# COMBINED CLASSIFIER

This notebook contains the code for the final classifier which returns whether each defect is present in each image or not. The classes included in this classifier include:

- FrontGridInterruption, NearSolderPad (Combined) 
- Closed
- Isolated 
- BrightSpot
- Corrosion
- Resistive

The rough operation of the classifier is as follows. 

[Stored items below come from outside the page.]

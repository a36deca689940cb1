// src/search/sorter.rs
use std::cmp::Reverse;

use crate::types::JobPosting;

/// Display order: recommended first, then newest first.
///
/// Postings without a known `created_at` sort after every dated posting of
/// their group. The sort is stable, so full ties keep their input order.
pub fn sort(postings: &[JobPosting]) -> Vec<JobPosting> {
    let mut sorted = postings.to_vec();
    sorted.sort_by_key(|posting| {
        (
            Reverse(posting.is_recommended),
            Reverse(posting.created_at),
        )
    });
    sorted
}
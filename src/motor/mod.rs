mod actor;
mod controller;
mod device;
mod messages;
mod simulator;
mod types;
#[cfg(test)]
mod tests;

pub use actor::{MotorActor, MotorActorBuilder, MotorHandle};
pub use controller::MotorController;
pub use device::{DeathCallback, MotorConnector, MotorDevice, StatusCallback};
pub use messages::ControlMessage;
pub use simulator::{MotorCall, SimulatedConnector, SimulatedMotor};
pub use types::{
    CameraState, ControllerPhase, ControllerSnapshot, Direction, FailureCounters, MotorStatus,
    PendingCommand,
};
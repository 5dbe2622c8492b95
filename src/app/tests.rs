use super::*;
use crate::config::PopupcamConfig;
use crate::events::PopupcamEvent;
use crate::feedback::RecordingFeedback;
use crate::motor::{CameraState, MotorCall};
use std::sync::Arc;
use std::time::{Duration, SystemTime};
use tempfile::TempDir;

fn create_test_config(dir: &TempDir) -> PopupcamConfig {
    let mut config = PopupcamConfig::default();
    config.motor.boot_grace_ms = 0;
    config.simulator.travel_ms = 0;
    config.feedback.preferences_path = dir
        .path()
        .join("preferences.toml")
        .to_string_lossy()
        .into_owned();
    config
}

async fn create_orchestrator(dir: &TempDir) -> PopupcamOrchestrator {
    let mut orchestrator = PopupcamOrchestrator::new(create_test_config(dir))
        .await
        .unwrap();
    orchestrator.set_feedback(Arc::new(RecordingFeedback::new()));
    orchestrator
}

#[tokio::test]
async fn test_orchestrator_creation() {
    let dir = TempDir::new().unwrap();
    let orchestrator = create_orchestrator(&dir).await;

    assert!(orchestrator.motor_handle().is_none());
    assert!(orchestrator.get_all_component_states().await.is_empty());
}

#[tokio::test]
async fn test_initialize_registers_components() {
    let dir = TempDir::new().unwrap();
    let mut orchestrator = create_orchestrator(&dir).await;

    orchestrator.initialize().await.unwrap();

    let states = orchestrator.get_all_component_states().await;
    assert_eq!(states.len(), 2);
    assert_eq!(states.get("motor"), Some(&ComponentState::Stopped));
    assert_eq!(states.get("events"), Some(&ComponentState::Stopped));
    assert!(orchestrator.motor_handle().is_some());
}

#[tokio::test]
async fn test_start_without_initialize_fails() {
    let dir = TempDir::new().unwrap();
    let mut orchestrator = create_orchestrator(&dir).await;

    assert!(orchestrator.start().await.is_err());
}

#[tokio::test(start_paused = true)]
async fn test_started_daemon_opens_camera() {
    let dir = TempDir::new().unwrap();
    let mut orchestrator = create_orchestrator(&dir).await;
    orchestrator.initialize().await.unwrap();
    orchestrator.start().await.unwrap();

    assert_eq!(
        orchestrator.get_component_state("motor").await,
        Some(ComponentState::Running)
    );

    let handle = orchestrator.motor_handle().unwrap();
    let camera_id = orchestrator.config().debounce.front_camera_id.clone();
    handle.camera_unavailable(&*camera_id).unwrap();
    tokio::time::sleep(Duration::from_secs(1)).await;

    let snapshot = handle.snapshot().await.unwrap();
    assert_eq!(snapshot.camera_state, CameraState::Open);
    assert_eq!(
        orchestrator.simulated_motor().commands(),
        vec![MotorCall::Popup]
    );

    assert_eq!(orchestrator.shutdown().await.unwrap(), 0);
}

#[tokio::test(start_paused = true)]
async fn test_shutdown_retracts_open_camera() {
    let dir = TempDir::new().unwrap();
    let mut orchestrator = create_orchestrator(&dir).await;
    orchestrator.initialize().await.unwrap();
    orchestrator.start().await.unwrap();

    let handle = orchestrator.motor_handle().unwrap();
    let camera_id = orchestrator.config().debounce.front_camera_id.clone();
    handle.camera_unavailable(&*camera_id).unwrap();
    tokio::time::sleep(Duration::from_secs(1)).await;

    let exit_code = orchestrator.shutdown().await.unwrap();

    assert_eq!(exit_code, 0);
    assert_eq!(orchestrator.simulated_motor().count(MotorCall::Takeback), 1);
    assert_eq!(
        orchestrator.get_component_state("motor").await,
        Some(ComponentState::Stopped)
    );
    assert!(handle.snapshot().await.is_err());
}

#[tokio::test(start_paused = true)]
async fn test_run_exits_on_shutdown_request() {
    let dir = TempDir::new().unwrap();
    let mut orchestrator = create_orchestrator(&dir).await;
    orchestrator.initialize().await.unwrap();
    orchestrator.start().await.unwrap();

    let event_bus = orchestrator.event_bus();
    tokio::spawn(async move {
        tokio::time::sleep(Duration::from_millis(100)).await;
        let _ = event_bus.publish(PopupcamEvent::ShutdownRequested {
            timestamp: SystemTime::now(),
            reason: "test".to_string(),
        });
    });

    let exit_code = orchestrator.run().await.unwrap();
    assert_eq!(exit_code, 0);
    assert_eq!(
        orchestrator.get_component_state("events").await,
        Some(ComponentState::Stopped)
    );
}

#[tokio::test]
async fn test_run_twice_fails() {
    let dir = TempDir::new().unwrap();
    let mut orchestrator = create_orchestrator(&dir).await;
    orchestrator.shutdown_sender.take();

    assert!(orchestrator.run().await.is_err());
}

1. Datasets are created calling the ImageLoader and DefectViewer Classes. 
2. The best pipeline of transformations for each class in stored in the [model_features.py](https://github.com/atox120/w281_finalproject_solascan/blob/main/app/model_features.py) file.
3. The parameters for each individual classifier pipeline is then input into the model.
4. A loop is then initiated whereby each dataset is loaded, filtered for the correct classes and the transformations applied. The scores for each individual classifier are recorded.
5. The scores are then concatenated together and scored using the [VectorClassifier](https://github.com/atox120/w281_finalproject_solascan/blob/f54d9cb7b62f3449f2d393d351ab9cbaf2e0e5fb/app/models.py#L723) class. The balanced accuracy score is used.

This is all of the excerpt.